- Interactive map of Ak-Bulak ski resort
- Location: Talgar, Almaty region, Kazakhstan
- Coordinates: 43°16′13″N 77°21′51″E﻿ / ﻿43.27028°N 77.36417°E
- Top elevation: 2,664 m (8,740 ft)
- Base elevation: 1,652 m (5,420 ft)
- Total length: 14 km (8.7 mi)
- Website: https://ak-bulak.kz/

= Ak-Bulak (ski resort) =

Ski resort in Kazakhstan

Ak-Bulak ski resort (Russian: Ак-Булак, tr. ak bulak) is located 40 km to the east of Almaty in the foothills of the Trans-Ili Alatau at an altitude of 1600 meters above sea level, behind Talgar. It is an accredited training base for athletes.

== Characteristics ==
The climate is temperate. The average summer temperature is between 15 and 25 Celsius degrees above zero, while in winter it ranges from -2 to -15 degrees below zero.

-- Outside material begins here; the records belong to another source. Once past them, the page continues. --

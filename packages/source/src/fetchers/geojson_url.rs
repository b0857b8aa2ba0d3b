//! `GeoJSON` `FeatureCollection` fetcher.
//!
//! For sources whose quarters already carry native polygon geometries.
//! The exterior ring is handed to the pipeline as a pre-structured point
//! list; `GeoJSON` positions are already in the canonical (lon, lat)
//! order.

use quarter_map_pipeline::RawRecord;
use quarter_map_quarter_models::GeoPoint;
use quarter_map_source_models::QuarterFieldMapping;

use crate::{SourceError, retry};

/// Fetches all quarter features from a `GeoJSON` URL.
///
/// # Errors
///
/// Returns [`SourceError`] if the request fails or the response is not
/// a `FeatureCollection`.
pub async fn fetch(
    client: &reqwest::Client,
    url: &str,
    fields: &QuarterFieldMapping,
) -> Result<Vec<RawRecord>, SourceError> {
    let json = retry::send_json(|| client.get(url)).await?;
    let records = records_from_geojson(json, fields)?;
    log::info!("Parsed {} features from GeoJSON at {url}", records.len());
    Ok(records)
}

/// Converts a `FeatureCollection` value into raw records.
///
/// Features without a polygon geometry become records with an empty
/// point list, so the pipeline counts them as coordinate-less rather
/// than this fetcher silently dropping them.
///
/// # Errors
///
/// Returns [`SourceError::Geojson`] for malformed `GeoJSON` and
/// [`SourceError::Conversion`] when the payload is not a
/// `FeatureCollection`.
pub fn records_from_geojson(
    json: serde_json::Value,
    fields: &QuarterFieldMapping,
) -> Result<Vec<RawRecord>, SourceError> {
    let geojson::GeoJson::FeatureCollection(collection) = geojson::GeoJson::from_json_value(json)?
    else {
        return Err(SourceError::Conversion {
            message: "expected a GeoJSON FeatureCollection".to_owned(),
        });
    };

    let records = collection
        .features
        .into_iter()
        .enumerate()
        .map(|(index, feature)| {
            let source_properties = feature.properties.unwrap_or_default();

            let id = source_properties
                .get(&fields.id)
                .map(value_to_id)
                .filter(|s| !s.is_empty())
                .unwrap_or_else(|| format!("feature-{index}"));

            let mut properties = serde_json::Map::new();
            for (canonical, source_key) in &fields.properties {
                if let Some(value) = source_properties.get(source_key) {
                    properties.insert(canonical.clone(), value.clone());
                }
            }

            let points = feature
                .geometry
                .as_ref()
                .map_or_else(Vec::new, exterior_ring);

            RawRecord::from_points(id, points, properties)
        })
        .collect();

    Ok(records)
}

/// Extracts the exterior ring of a Polygon, or of the first polygon in
/// a `MultiPolygon`. Other geometry types yield no points.
fn exterior_ring(geometry: &geojson::Geometry) -> Vec<GeoPoint> {
    let ring = match &geometry.value {
        geojson::Value::Polygon(rings) => rings.first(),
        geojson::Value::MultiPolygon(polygons) => polygons.first().and_then(|rings| rings.first()),
        _ => None,
    };

    ring.map_or_else(Vec::new, |positions| {
        positions
            .iter()
            .filter_map(|position| match position.as_slice() {
                [lon, lat, ..] => Some(GeoPoint::new(*lon, *lat)),
                _ => None,
            })
            .collect()
    })
}

/// Renders a property value as a record id without JSON quoting.
fn value_to_id(value: &serde_json::Value) -> String {
    match value {
        serde_json::Value::String(s) => s.trim().to_owned(),
        other => other.to_string(),
    }
}

#[cfg(test)]
mod tests {
    use super::*;
    use serde_json::json;
    use std::collections::BTreeMap;

    fn mapping() -> QuarterFieldMapping {
        QuarterFieldMapping {
            id: "quarter_id".to_owned(),
            coordinates: None,
            properties: BTreeMap::from([("ndvi".to_owned(), "green_index".to_owned())]),
        }
    }

    fn collection() -> serde_json::Value {
        json!({
            "type": "FeatureCollection",
            "features": [
                {
                    "type": "Feature",
                    "properties": {"quarter_id": 17, "green_index": 0.55},
                    "geometry": {
                        "type": "Polygon",
                        "coordinates": [[[60.0, 56.0], [60.1, 56.0], [60.1, 56.1], [60.0, 56.0]]]
                    }
                },
                {
                    "type": "Feature",
                    "properties": {},
                    "geometry": null
                }
            ]
        })
    }

    #[test]
    fn extracts_exterior_ring_and_mapped_properties() {
        let records = records_from_geojson(collection(), &mapping()).unwrap();
        assert_eq!(records.len(), 2);
        assert_eq!(records[0].id, "17");
        assert_eq!(
            records[0].properties.get("ndvi"),
            Some(&json!(0.55))
        );
        let quarter_map_pipeline::CoordinateInput::Points(points) = &records[0].coordinates else {
            panic!("expected pre-structured points");
        };
        assert_eq!(points[0], GeoPoint::new(60.0, 56.0));
        assert_eq!(points.len(), 4);
    }

    #[test]
    fn geometry_less_feature_becomes_empty_record() {
        let records = records_from_geojson(collection(), &mapping()).unwrap();
        assert_eq!(records[1].id, "feature-1");
        let quarter_map_pipeline::CoordinateInput::Points(points) = &records[1].coordinates else {
            panic!("expected pre-structured points");
        };
        assert!(points.is_empty());
    }

    #[test]
    fn non_collection_payload_is_an_error() {
        let result = records_from_geojson(json!({"type": "Point", "coordinates": [0, 0]}), &mapping());
        assert!(matches!(result, Err(SourceError::Conversion { .. })));
    }
}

There are 6 trails of varying difficulty levels, from beginners to freeride enthusiasts. The total length of the slopes is 14 km. The maximum steepness of the slope is 55 degrees. There are 5 cableways: 2 chairlifts, 1 gondola elevator, 1 rope tow elevator and 1 children's elevator. Manufacturers of ski elevators: Doppelmayr (Austria) and Leitner (Italy). The largest elevator length reaches 2351 m. In case of lack of snow on the slopes there is a possibility to use artificial snowing appliance.

== Incidents ==
On February 17, 2022, a skier was struck by an avalanche at the resort. Measures to prevent avalanches were in progress at the time. The skier had crossed the border, which he was not allowed to surpass for safety reasons. After surpassing the border, the skier was caught in an avalanche, but safety specialists reacted immediately and rescued the man within 15 minutes. The skier was not injured.